Why does the thermal noise of this large resistor not contribute to the input noise for this JFET-input inverting amplifier?

Question

I'm interested in building a low-frequency, low-noise, AC-coupled preamplifier (mostly for measuring the noise of very quiet linear regulators). Several existing designs that I've seen use a matched JFET pair with blocking cap and large resistor to ground at the input. I'll use this paper as an example. I've copied the full schematic below.

The authors state that the thermal noise contributed by RA1 can effectively be ignored above the low-frequency cutoff of \$100\,\text{mHz}\$, assuming a sufficiently low-impedance source. Specifically they say:

The values of the AC coupling network components (CA1, RA1) are such that the pass band extends down to a few mHz and that the contribution of the thermal noise of RA1, assuming much smaller source impedances, is negligible with respect to SVEQ for frequencies larger than \$100\,\text{mHz}\$.
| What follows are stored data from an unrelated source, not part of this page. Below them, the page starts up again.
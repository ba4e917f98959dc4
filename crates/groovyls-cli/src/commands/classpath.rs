//! Classpath command implementation

use groovyls_classpath::{Classpath, LibraryFolder};

use crate::context::Context;
use crate::error::Result;

/// Print the jars of the additional classpath folder.
pub fn run_classpath(ctx: &Context, json: bool, lines: bool) -> Result<()> {
    let folder = LibraryFolder::from_settings(&ctx.settings);
    let classpath = Classpath::from_folder(folder.as_ref())?;

    if json {
        println!("{}", serde_json::to_string_pretty(&classpath)?);
    } else if lines {
        for entry in &classpath {
            println!("{}", entry.display());
        }
    } else if !classpath.is_empty() {
        println!("{}", classpath.to_os_string()?.to_string_lossy());
    }

    Ok(())
}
SVEQ is the power spectral density of the equivalent input voltage noise accounting for JFET noise, noise from the load resistances (\$R_D\$) and the equivalent input voltage noise of IA1.

I don't understand this. Why does the source impedance of the noise source matter? Does this mean that if the input were left open, RA1 would contribute significantly to the equivalent input noise?

This amplifier is constructed as an inverting amplifier, with gain \$-R_2/R_1\$. Why does the resistor thermal noise voltage (equal to about \$7.4\,\mu V/\sqrt{Hz}\$ at \$300\,\text{K}\$) not get amplified according to \$-R_2/R_1\$?

Answer 1

Keep in mind the application: you're evaluating voltage regulators. They have low source impedance Rs. The input filter, filled in with the source that was missing in the schematic in the question, looks as follows:

^{simulate this circuit – Schematic created using CircuitLab}

At frequencies of interest, Ca1 is a short, and Rs||Ra1 ≈ Rs. The downstream circuitry "sees" the source impedance Rs, while Ra1 is made irrelevant.

Answer 2

The Johnson (thermal) noise of a resistor is $$ E_t = \sqrt{4kTR \Delta f} $$ Where:
k = Boltzmann' constant = 1.38e-23
T = temperature in °K
R = resistance
\$ \Delta f \$ = bandwidth in Hz

At room temperature (33°C), \$ E_t \approx 0.13 \sqrt{R} \quad \text{in } \; nV/\sqrt{Hz} \$

The real resistance at the input will be the parallel combination of R_A1 and the impedance of the driving source. If the source impedance is low, then the total resistance at the input will be low, thus, the thermal noise will be low.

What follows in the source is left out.